– Ed Vollborn, Dr. Tom Turner, Jeff Fisher and Gene Balthaser; OSU Extension
The focus of a study at the Jackson Branch of the Ohio Agricultural Research and Development Center in southern Ohio has been to “establish” an expected gain and body condition score increase for gestating beef cows utilizing low cost forage stockpile. Critics of extended and year-round grazing systems have often promoted a perception of poor animal performance. Research dating back 30 years or more by Dr. Roy Blaser, at Virginia Tech, documented the dynamic relationship of respiration and photosynthesis in forage plants. During the fall stockpile period with bright sunny days (high photosynthesis) and relatively cool temperatures (low respiration) an energy dense forage is produced. Three years of Ohio work has documented superior animal performance from this high quality fall produced forage.
A three year average gain of 1.67 pounds per day was attained on 125 spring calving (March 1) cows during the October, November, December grazing period. That gain has been very predictable with 1.65 pounds in 1994, 1.64 pounds in 1997, and 1.71 pounds in 1998. Body condition scoring (BCS) utilized the Ohio 1-9 system with 1 being emaciated and 9 being very fat. During the fall period, a shift to higher scores took place. The three year average fall increase in BCS was .64. Of critical importance was the number of cows that moved from BCS 4 (borderline) to BCS 5 (moderate) or above.
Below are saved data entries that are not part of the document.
//! End-to-end lifecycle scenarios: enrollment, exam, issuance, and the
//! failure modes of the cross-system saga.

use std::sync::atomic::{AtomicUsize, Ordering};
use std::sync::Arc;

use async_trait::async_trait;
use chrono::Utc;

use skillforge_content::{ContentError, ContentStore, InMemoryContentStore};
use skillforge_exam::{ExamAttempt, ExamEngine, QuestionBank};
use skillforge_ledger::{InMemoryLedger, LedgerClient};
use skillforge_types::{Address, ContentId, CourseId, ExamId, Wei};
use skillforge_workflow::{
    CertificateIssuanceSaga, CourseAdmin, CreateCourseRequest, EnrollmentService, ExamService,
    IssueRequest, ReportingService, SessionContext, WorkflowError,
};

/// Content store that fails a configured number of pins before recovering.
struct FlakyContentStore {
    inner: InMemoryContentStore,
    failures_left: AtomicUsize,
}

impl FlakyContentStore {
    fn failing(failures: usize) -> Self {
        Self {
            inner: InMemoryContentStore::new(),
            failures_left: AtomicUsize::new(failures),
        }
    }
}

#[async_trait]
impl ContentStore for FlakyContentStore {
    async fn pin(&self, bytes: &[u8]) -> Result<ContentId, ContentError> {
        let left = self.failures_left.load(Ordering::SeqCst);
        if left > 0 {
            self.failures_left.store(left - 1, Ordering::SeqCst);
            return Err(ContentError::Transport("pinning service unreachable".into()));
        }
        self.inner.pin(bytes).await
    }
}

struct Platform {
    ledger: Arc<InMemoryLedger>,
    content: Arc<InMemoryContentStore>,
    enrollment: EnrollmentService,
    exams: ExamService,
    saga: CertificateIssuanceSaga,
    reports: ReportingService,
}

fn owner() -> Address {
    Address::new("0xowner")
}

fn instructor() -> Address {
    Address::new("0xinstructor")
}

fn student() -> Address {
    Address::new("0xstudent")
}

fn init_tracing() {
    let _ = tracing_subscriber::fmt()
        .with_env_filter(
            tracing_subscriber::EnvFilter::try_from_default_env()
                .unwrap_or_else(|_| tracing_subscriber::EnvFilter::new("warn")),
        )
        .with_test_writer()
        .try_init();
}

/// A platform with the three built-in courses created and the student
/// funded with 1 ether.
async fn platform() -> Platform {
    init_tracing();
    let ledger = Arc::new(InMemoryLedger::new(owner()));
    let content = Arc::new(InMemoryContentStore::new());
    let engine = Arc::new(ExamEngine::builtin());

    let admin = CourseAdmin::new(ledger.clone(), content.clone(), engine.clone());
    for (title, exam_id, fee) in [
        ("Introduction to Python", "introduction-to-python", "0.02"),
        ("Machine Learning", "machine-learning", "0.03"),
        ("Blockchain & Web3", "blockchain-web3", "0.05"),
    ] {
        admin
            .create_course(CreateCourseRequest {
                title: title.into(),
                instructor: instructor(),
                material: format!("{} material", title).into_bytes(),
                certificate_image: format!("{} certificate", title).into_bytes(),
                exam_id: ExamId::new(exam_id),
                fee_ether: fee.into(),
                acting: owner(),
            })
            .await
            .unwrap();
    }

    ledger
        .credit(student(), Wei::from_ether_str("1").unwrap())
        .await;

    Platform {
        enrollment: EnrollmentService::new(ledger.clone()),
        exams: ExamService::new(ledger.clone(), engine.clone()),
        saga: CertificateIssuanceSaga::new(ledger.clone(), content.clone()),
        reports: ReportingService::new(ledger.clone()),
        ledger,
        content,
    }
}

fn answers(bank: &QuestionBank, wrong: usize) -> ExamAttempt {
    let mut attempt = ExamAttempt::new(CourseId(2), student());
    for (index, question) in bank.questions.iter().enumerate() {
        let selected = if index < wrong {
            (question.correct + 1) % question.options.len()
        } else {
            question.correct
        };
        attempt.answer(question.id, selected);
    }
    attempt
}

#[tokio::test]
async fn full_lifecycle_enroll_pass_self_issue() {
    let platform = platform().await;
    let mut session = SessionContext::new(student());

    // Enroll in course 2 (fee 0.05, balance 1.0).
    let receipt = platform
        .enrollment
        .enroll(&mut session, CourseId(2), "Ada Lovelace")
        .await
        .unwrap();
    assert_eq!(receipt.course_id, CourseId(2));
    assert_eq!(
        platform.ledger.funds_of(&student()).await.unwrap(),
        Wei::from_ether_str("0.95").unwrap()
    );

    // Score 10/10 on the fixed bank.
    let bank = platform
        .exams
        .begin(&mut session, CourseId(2))
        .await
        .unwrap()
        .clone();
    assert_eq!(bank.len(), 10);
    let sitting = platform
        .exams
        .submit(&mut session, &answers(&bank, 0))
        .await
        .unwrap();
    assert!(sitting.verdict.passed);

    // Self-service issuance by the student's own address.
    let receipt = platform
        .saga
        .issue(&IssueRequest {
            course_id: CourseId(2),
            student: student(),
            student_name: "Ada Lovelace".into(),
            acting: student(),
            session_verdict: Some(sitting.verdict),
        })
        .await
        .unwrap();
    assert!(!receipt.tx_id.0.is_empty());
    assert_eq!(receipt.completed_on, Utc::now().date_naive());
    assert!(platform
        .content
        .get(&receipt.metadata_content_id)
        .await
        .is_some());

    // Exactly one certificate, completed today.
    let certificates = platform.reports.certificates_of(&student()).await.unwrap();
    assert_eq!(certificates.len(), 1);
    assert_eq!(certificates[0].course_title, "Blockchain & Web3");
    assert_eq!(certificates[0].completed_on, Utc::now().date_naive());
    assert_eq!(
        certificates[0].metadata_content_id,
        receipt.metadata_content_id
    );
    assert_eq!(platform.ledger.completion_records(CourseId(2)).await, 1);
}

#[tokio::test]
async fn eight_of_ten_cannot_issue() {
    let platform = platform().await;
    let mut session = SessionContext::new(student());
    platform
        .enrollment
        .enroll(&mut session, CourseId(2), "Ada")
        .await
        .unwrap();

    let bank = platform
        .exams
        .begin(&mut session, CourseId(2))
        .await
        .unwrap()
        .clone();
    let sitting = platform
        .exams
        .submit(&mut session, &answers(&bank, 2))
        .await
        .unwrap();
    assert!(!sitting.verdict.passed);

    let blobs_before = platform.content.blob_count().await;
    let result = platform
        .saga
        .issue(&IssueRequest {
            course_id: CourseId(2),
            student: student(),
            student_name: "Ada".into(),
            acting: student(),
            session_verdict: Some(sitting.verdict),
        })
        .await;
    assert!(matches!(result, Err(WorkflowError::ExamNotPassed)));

    // No pin and no ledger write happened.
    assert_eq!(platform.content.blob_count().await, blobs_before);
    assert_eq!(platform.ledger.completion_records(CourseId(2)).await, 0);
}

#[tokio::test]
async fn instructor_cannot_issue_for_unenrolled_student() {
    let platform = platform().await;

    let result = platform
        .saga
        .issue(&IssueRequest {
            course_id: CourseId(2),
            student: Address::new("0xghost"),
            student_name: "Ghost".into(),
            acting: instructor(),
            session_verdict: None,
        })
        .await;
    assert!(matches!(result, Err(WorkflowError::NotEnrolled)));
    assert_eq!(platform.ledger.completion_records(CourseId(2)).await, 0);
}

#[tokio::test]
async fn instructor_issues_after_student_passes() {
    let platform = platform().await;
    let mut session = SessionContext::new(student());
    platform
        .enrollment
        .enroll(&mut session, CourseId(2), "Ada")
        .await
        .unwrap();
    let bank = platform
        .exams
        .begin(&mut session, CourseId(2))
        .await
        .unwrap()
        .clone();
    platform
        .exams
        .submit(&mut session, &answers(&bank, 0))
        .await
        .unwrap();

    // Instructor triggers issuance from their own session, no verdict.
    let receipt = platform
        .saga
        .issue(&IssueRequest {
            course_id: CourseId(2),
            student: student(),
            // Blank name: the enrollment record supplies it.
            student_name: String::new(),
            acting: instructor(),
            session_verdict: None,
        })
        .await
        .unwrap();

    let metadata = platform
        .content
        .get(&receipt.metadata_content_id)
        .await
        .unwrap();
    let document: serde_json::Value = serde_json::from_slice(&metadata).unwrap();
    assert_eq!(document["student_name"], "Ada");
    assert_eq!(document["course_title"], "Blockchain & Web3");
    assert_eq!(document["course_fee"], "0.05");
    assert_eq!(document["exam_status"], "Passed");
}

#[tokio::test]
async fn second_issue_reports_already_completed() {
    let platform = platform().await;
    let mut session = SessionContext::new(student());
    platform
        .enrollment
        .enroll(&mut session, CourseId(2), "Ada")
        .await
        .unwrap();
    let bank = platform
        .exams
        .begin(&mut session, CourseId(2))
        .await
        .unwrap()
        .clone();
    let sitting = platform
        .exams
        .submit(&mut session, &answers(&bank, 0))
        .await
        .unwrap();

    let request = IssueRequest {
        course_id: CourseId(2),
        student: student(),
        student_name: "Ada".into(),
        acting: student(),
        session_verdict: Some(sitting.verdict),
    };
    platform.saga.issue(&request).await.unwrap();

    let second = platform.saga.issue(&request).await;
    assert!(matches!(second, Err(WorkflowError::AlreadyCompleted)));
    assert_eq!(platform.ledger.completion_records(CourseId(2)).await, 1);
}

#[tokio::test]
async fn pin_failure_is_recoverable_and_leaves_no_ledger_state() {
    let ledger = Arc::new(InMemoryLedger::new(owner()));
    let engine = Arc::new(ExamEngine::builtin());
    let flaky = Arc::new(FlakyContentStore::failing(1));

    let admin = CourseAdmin::new(
        ledger.clone(),
        Arc::new(InMemoryContentStore::new()),
        engine.clone(),
    );
    admin
        .create_course(CreateCourseRequest {
            title: "Machine Learning".into(),
            instructor: instructor(),
            material: b"material".to_vec(),
            certificate_image: b"image".to_vec(),
            exam_id: ExamId::new("machine-learning"),
            fee_ether: "0".into(),
            acting: owner(),
        })
        .await
        .unwrap();

    let enrollment = EnrollmentService::new(ledger.clone());
    let exams = ExamService::new(ledger.clone(), engine.clone());
    let saga = CertificateIssuanceSaga::new(ledger.clone(), flaky.clone());

    let mut session = SessionContext::new(student());
    enrollment
        .enroll(&mut session, CourseId(0), "Ada")
        .await
        .unwrap();
    let bank = exams.begin(&mut session, CourseId(0)).await.unwrap().clone();
    let mut attempt = ExamAttempt::new(CourseId(0), student());
    for question in &bank.questions {
        attempt.answer(question.id, question.correct);
    }
    let sitting = exams.submit(&mut session, &attempt).await.unwrap();

    let request = IssueRequest {
        course_id: CourseId(0),
        student: student(),
        student_name: "Ada".into(),
        acting: student(),
        session_verdict: Some(sitting.verdict),
    };

    // First attempt: the pin fails, and no ledger write happens.
    let failed = saga.issue(&request).await;
    assert!(matches!(failed, Err(WorkflowError::PinningFailed(_))));
    assert_eq!(ledger.completion_records(CourseId(0)).await, 0);
    assert!(ledger
        .completion_date(CourseId(0), &student())
        .await
        .unwrap()
        .is_none());

    // Retry with identical inputs: succeeds, one metadata blob, one
    // completion record.
    let receipt = saga.issue(&request).await.unwrap();
    assert_eq!(ledger.completion_records(CourseId(0)).await, 1);
    assert_eq!(flaky.inner.blob_count().await, 1);
    assert!(flaky.inner.get(&receipt.metadata_content_id).await.is_some());
}

#[tokio::test]
async fn enrollment_report_reflects_lifecycle_state() {
    let platform = platform().await;
    let mut session = SessionContext::new(student());
    platform
        .enrollment
        .enroll(&mut session, CourseId(1), "Ada")
        .await
        .unwrap();

    let rows = platform.reports.enrollment_report(&owner()).await.unwrap();
    assert_eq!(rows.len(), 1);
    assert_eq!(rows[0].course_title, "Machine Learning");
    assert_eq!(rows[0].completed_on, None);

    let denied = platform.reports.enrollment_report(&student()).await;
    assert!(matches!(denied, Err(WorkflowError::Unauthorized(_))));
}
For example, in 1998, more than 80% of the cows starting out with a BCS of 4 increased their BCS to 5 or higher by late December.
Cows in borderline condition at weaning need to gain 180 pounds before calving (Wiltbank 1982). This would be the combined increase from fetus and body condition. Cows in good condition are more tolerant to the stresses of winter and require less maintenance energy per unit of weight than do cows in poor condition. Producers serious about managed fall grazing can put on that gain prior to January 1.
Cows used for the study are also a part of on-going research conducted by Dr. Mike Day and Dr. Tom Turner. The cows grazed a mixed sward of tall fescue, orchardgrass, Kentucky bluegrass and clover. Length of stockpile varied from 30-140 days. A random tall fescue sample revealed a 26% endophyte infection with no pasture having more than 50% fescue in the stand. During the term of the study 1996-1998, December cow weight rose an average 80 pounds per cow despite selection efforts to reduce frame size. Literature suggests that it takes 75-80 pounds of gain to raise body condition score one point. It took an average 145 pounds to earn a one point increase in BCS in this study. Traditional numbers may be too conservative for the size and type cows found in well managed herds today.
In conclusion, significant weight gain can be accomplished at a minimal cost during the fall grazing period. Minimal fetal development for spring calving cows, energy dense forage and favorable environmental conditions make fall and early winter a natural time to put cows in good condition.